Am 19. November beschließen die Münchner Philosophiestudentinnen und -studenten den Streik. „… Bundesweit sind bereits knapp 100 Unis im Streik. Was in Bremen und Hessen begonnen hatte, ist dabei, sich über ganz Deutschland auszubreiten. Am 2. Dezember ist es dann für die ganze LMU soweit: auf der Studentenvollversammlung (SVV) im vollbesetzten Audimax wird der Vollstreik beschlossen. Anschließend findet ein Demonstrationszug vom TU-Innenhof zum Geschwister-Scholl-Platz statt, an dem über 20.000 Studenten aus ganz Bayern teilnehmen.
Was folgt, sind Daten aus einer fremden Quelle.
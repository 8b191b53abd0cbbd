use std::str::FromStr;

use rust_decimal::Decimal;
use serde::{Deserialize, Serialize};

use crate::error::{Result, TaxError};
use crate::tables::CreditTable;
use crate::tax::{Money, Percentage};

#[derive(Debug, Default, Deserialize, Serialize, Clone, PartialEq, Eq)]
#[serde(default)]
pub struct IncomeInput {
    pub employment: Money,
    pub self_employment: Money,
    pub investment: Money,
    pub rental: Money,
    pub other: Money,

    /// Number of T4 slips received. Informational only.
    pub income_slips: u32,
}

impl IncomeInput {
    pub fn validate(&self) -> Result<()> {
        non_negative("income.employment", self.employment)?;
        non_negative("income.self_employment", self.self_employment)?;
        non_negative("income.investment", self.investment)?;
        non_negative("income.rental", self.rental)?;
        non_negative("income.other", self.other)
    }
}

#[derive(Debug, Default, Deserialize, Serialize, Clone, PartialEq, Eq)]
#[serde(default)]
pub struct DeductionInput {
    pub rrsp_contribution: Money,
    pub child_care: Money,
    pub moving: Money,
    pub union_dues: Money,
    pub tools: Money,
    pub medical: Money,
    pub charitable_donations: Money,
    pub student_loan_interest: Money,
    pub tuition: Money,
    pub other: Money,

    pub claims_home_office: bool,

    /// Share of the home used for work. Required when `claims_home_office` is set.
    pub home_office_percentage: Option<Percentage>,
}

impl DeductionInput {
    pub fn validate(&self) -> Result<()> {
        non_negative("deductions.rrsp_contribution", self.rrsp_contribution)?;
        non_negative("deductions.child_care", self.child_care)?;
        non_negative("deductions.moving", self.moving)?;
        non_negative("deductions.union_dues", self.union_dues)?;
        non_negative("deductions.tools", self.tools)?;
        non_negative("deductions.medical", self.medical)?;
        non_negative("deductions.charitable_donations", self.charitable_donations)?;
        non_negative("deductions.student_loan_interest", self.student_loan_interest)?;
        non_negative("deductions.tuition", self.tuition)?;
        non_negative("deductions.other", self.other)?;

        match self.home_office_percentage {
            Some(p) if p < Decimal::ZERO || p > Decimal::ONE_HUNDRED => {
                Err(TaxError::validation(format!(
                    "deductions.home_office_percentage must be within [0, 100], got {}",
                    p
                )))
            }
            None if self.claims_home_office => Err(TaxError::validation(
                "deductions.home_office_percentage is required when claiming home office expenses",
            )),
            _ => Ok(()),
        }
    }
}

fn non_negative(field: &str, amount: Money) -> Result<()> {
    if amount < Decimal::ZERO {
        return Err(TaxError::validation(format!(
            "{} cannot be negative, got {}",
            field, amount
        )));
    }
    Ok(())
}

#[derive(Debug, Clone, Copy, PartialEq, Eq, Hash, PartialOrd, Ord, Serialize, Deserialize)]
#[serde(rename_all = "snake_case")]
pub enum Credit {
    BasicPersonal,
    Spouse,
    Caregiver,
    EligibleDependant,
    CanadaEmployment,
    Disability,
    InterestDividends,
    PensionIncome,
    Education,
    GstHstCredit,
    ChildBenefit,
    WorkingIncomeBenefit,
}

impl Credit {
    pub const ALL: [Credit; 12] = [
        Credit::BasicPersonal,
        Credit::Spouse,
        Credit::Caregiver,
        Credit::EligibleDependant,
        Credit::CanadaEmployment,
        Credit::Disability,
        Credit::InterestDividends,
        Credit::PensionIncome,
        Credit::Education,
        Credit::GstHstCredit,
        Credit::ChildBenefit,
        Credit::WorkingIncomeBenefit,
    ];

    /// Name used for this credit in tax return files
    pub fn key(self) -> &'static str {
        match self {
            Credit::BasicPersonal => "basic_personal",
            Credit::Spouse => "spouse",
            Credit::Caregiver => "caregiver",
            Credit::EligibleDependant => "eligible_dependant",
            Credit::CanadaEmployment => "canada_employment",
            Credit::Disability => "disability",
            Credit::InterestDividends => "interest_dividends",
            Credit::PensionIncome => "pension_income",
            Credit::Education => "education",
            Credit::GstHstCredit => "gst_hst_credit",
            Credit::ChildBenefit => "child_benefit",
            Credit::WorkingIncomeBenefit => "working_income_benefit",
        }
    }

    pub fn label(self) -> &'static str {
        match self {
            Credit::BasicPersonal => "Basic personal amount",
            Credit::Spouse => "Spouse or common-law partner amount",
            Credit::Caregiver => "Canada caregiver amount",
            Credit::EligibleDependant => "Amount for an eligible dependant",
            Credit::CanadaEmployment => "Canada employment amount",
            Credit::Disability => "Disability amount",
            Credit::InterestDividends => "Interest and dividend income",
            Credit::PensionIncome => "Pension income amount",
            Credit::Education => "Education amount",
            Credit::GstHstCredit => "GST/HST credit",
            Credit::ChildBenefit => "Canada child benefit",
            Credit::WorkingIncomeBenefit => "Canada workers benefit",
        }
    }
}

impl FromStr for Credit {
    type Err = TaxError;

    fn from_str(s: &str) -> Result<Self> {
        let key = s.trim();
        Credit::ALL
            .iter()
            .copied()
            .find(|c| c.key() == key)
            .ok_or_else(|| TaxError::configuration(format!("unknown credit `{}`", s)))
    }
}

/// Eligibility flags, one per credit category
#[derive(Debug, Deserialize, Serialize, Clone, Copy, PartialEq, Eq)]
#[serde(default)]
pub struct CreditSelection {
    pub basic_personal: bool,
    pub spouse: bool,
    pub caregiver: bool,
    pub eligible_dependant: bool,
    pub canada_employment: bool,
    pub disability: bool,
    pub interest_dividends: bool,
    pub pension_income: bool,
    pub education: bool,
    pub gst_hst_credit: bool,
    pub child_benefit: bool,
    pub working_income_benefit: bool,
}

impl Default for CreditSelection {
    fn default() -> Self {
        CreditSelection {
            basic_personal: true,
            spouse: false,
            caregiver: false,
            eligible_dependant: false,
            canada_employment: true,
            disability: false,
            interest_dividends: false,
            pension_income: false,
            education: false,
            gst_hst_credit: true,
            child_benefit: false,
            working_income_benefit: false,
        }
    }
}

impl CreditSelection {
    /// Selection with every flag cleared
    pub fn none() -> Self {
        CreditSelection {
            basic_personal: false,
            spouse: false,
            caregiver: false,
            eligible_dependant: false,
            canada_employment: false,
            disability: false,
            interest_dividends: false,
            pension_income: false,
            education: false,
            gst_hst_credit: false,
            child_benefit: false,
            working_income_benefit: false,
        }
    }

    pub fn with(mut self, credit: Credit) -> Self {
        *self.flag_mut(credit) = true;
        self
    }

    pub fn is_claimed(&self, credit: Credit) -> bool {
        match credit {
            Credit::BasicPersonal => self.basic_personal,
            Credit::Spouse => self.spouse,
            Credit::Caregiver => self.caregiver,
            Credit::EligibleDependant => self.eligible_dependant,
            Credit::CanadaEmployment => self.canada_employment,
            Credit::Disability => self.disability,
            Credit::InterestDividends => self.interest_dividends,
            Credit::PensionIncome => self.pension_income,
            Credit::Education => self.education,
            Credit::GstHstCredit => self.gst_hst_credit,
            Credit::ChildBenefit => self.child_benefit,
            Credit::WorkingIncomeBenefit => self.working_income_benefit,
        }
    }

    fn flag_mut(&mut self, credit: Credit) -> &mut bool {
        match credit {
            Credit::BasicPersonal => &mut self.basic_personal,
            Credit::Spouse => &mut self.spouse,
            Credit::Caregiver => &mut self.caregiver,
            Credit::EligibleDependant => &mut self.eligible_dependant,
            Credit::CanadaEmployment => &mut self.canada_employment,
            Credit::Disability => &mut self.disability,
            Credit::InterestDividends => &mut self.interest_dividends,
            Credit::PensionIncome => &mut self.pension_income,
            Credit::Education => &mut self.education,
            Credit::GstHstCredit => &mut self.gst_hst_credit,
            Credit::ChildBenefit => &mut self.child_benefit,
            Credit::WorkingIncomeBenefit => &mut self.working_income_benefit,
        }
    }

    /// Claimed credits in declaration order
    pub fn claimed(&self) -> impl Iterator<Item = Credit> + '_ {
        Credit::ALL
            .iter()
            .copied()
            .filter(move |c| self.is_claimed(*c))
    }
}

pub fn aggregate_income(income: &IncomeInput) -> Money {
    income.employment + income.self_employment + income.investment + income.rental + income.other
}

/// Sum of the deduction amounts. The home-office flag and percentage add
/// nothing here; a home-office dollar amount must arrive through another field.
pub fn aggregate_deductions(deductions: &DeductionInput) -> Money {
    deductions.rrsp_contribution
        + deductions.child_care
        + deductions.moving
        + deductions.union_dues
        + deductions.tools
        + deductions.medical
        + deductions.charitable_donations
        + deductions.student_loan_interest
        + deductions.tuition
        + deductions.other
}

pub fn aggregate_credits(
    credits: &CreditSelection,
    credit_table: &CreditTable,
    lowest_rate: Percentage,
) -> Result<Money> {
    credits.claimed().try_fold(Decimal::ZERO, |total, credit| {
        let value = credit_table.get(credit).ok_or_else(|| {
            TaxError::configuration(format!("no credit value configured for `{:?}`", credit))
        })?;
        Ok(total + value.value(lowest_rate))
    })
}

pub fn taxable_income(total_income: Money, total_deductions: Money) -> Money {
    (total_income - total_deductions).max(Decimal::ZERO)
}

pub fn rrsp_contribution_room(
    employment_income: Money,
    contribution_cap_percent: Percentage,
    annual_cap: Money,
) -> Money {
    let earned_room = employment_income * contribution_cap_percent / Decimal::ONE_HUNDRED;
    earned_room.min(annual_cap).max(Decimal::ZERO)
}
Es gibt vereinzelte Handgreiflichkeiten mit uneinsichtigen Taxifahrern. Bei der Schlusskundgebung vor der LMU müssen die frierenden Demonstranten feststellen, dass einigen Kommilitonen der Fachbereiche BWL und Jura sowie den meisten Seniorenstudenten irgendwie der Beschluss zum Streik entgangen ist. Sie können aufgeklärt werden, die meisten noch laufenden Veranstaltungen werden von den Profs vorzeitig beendet. – Auf der SVV an der TU am 3. Dezember wird kein Streik beschlossen. Trotzdem beteiligen sich die TUler an den jetzt anlaufenden Aktionen. Der Phantasie sind keine Grenzen gesetzt: Ob Theaterwissenschafts-Vorlesung vor der Oper, Politik-Seminare in der U-Bahn, Liebeslyrik auf dem Jakobsplatz oder Geschichtskurse in der Tram: Es bleibt nichts unversucht, um der Öffentlichkeit die Probleme der Studenten näher zu bringen.“ Am 4. Dezember findet eine Demonstration statt.1

Am 16. Dezember ist es wieder Zeit für eine größere Aktion, am Tag vorher hat auch die FH den Streik beschlossen: Am Isartor verteilen Studierende kostenlos eine „Buchstabensuppe“. Die Performance der Archäologen vor der Feldherrnhalle läuft unter dem Motto „Rettet die Archäologie – Grabt Gelder aus“. 15.000 Studentinnen und Studenten bilden eine Menschenkette von der LMU zum Kultusministerium. Die Münchner Taxler sind noch immer nicht überzeugt. Anschließend will man eigentlich noch zum Landtag, wo gerade eine Lesung des umstrittenen Hochschulgesetzes stattfindet. Vor der Bannmeile wird der Zug von der Polizei gestoppt. Am Rande der Demo kommt es zu Rangeleien zwischen behelmten Ordnungshütern und einer Gruppe von Studenten, ein Demonstrant wird verletzt und muss mit dem Rettungswagen ins Krankenhaus gefahren werden.2

Unter den 35.000 Studentinnen und Studenten, die am 18. Dezember in Bonn demonstrieren, befindet sich auch eine Münchner Abordnung. Über die Weihnachtsferien werden sämtliche Proteste vorerst ausgesetzt. „Münchens Taxifahrer können aufatmen …“3


1 Fotos: Stadtarchiv Standort ZB-Ereignisfotografie-Politik-Demonstrationen.

2 Fotos: Stadtarchiv Standort ZB-Ereignisfotografie-Politik-Demonstrationen 6356.

3 Mayers. Das Hochschulmagazin für München  vom Januar 1998, 5; siehe „Sparwars – the university streiks back“ und „Rede eines Mitglieds der SchülerInneninitiative München“.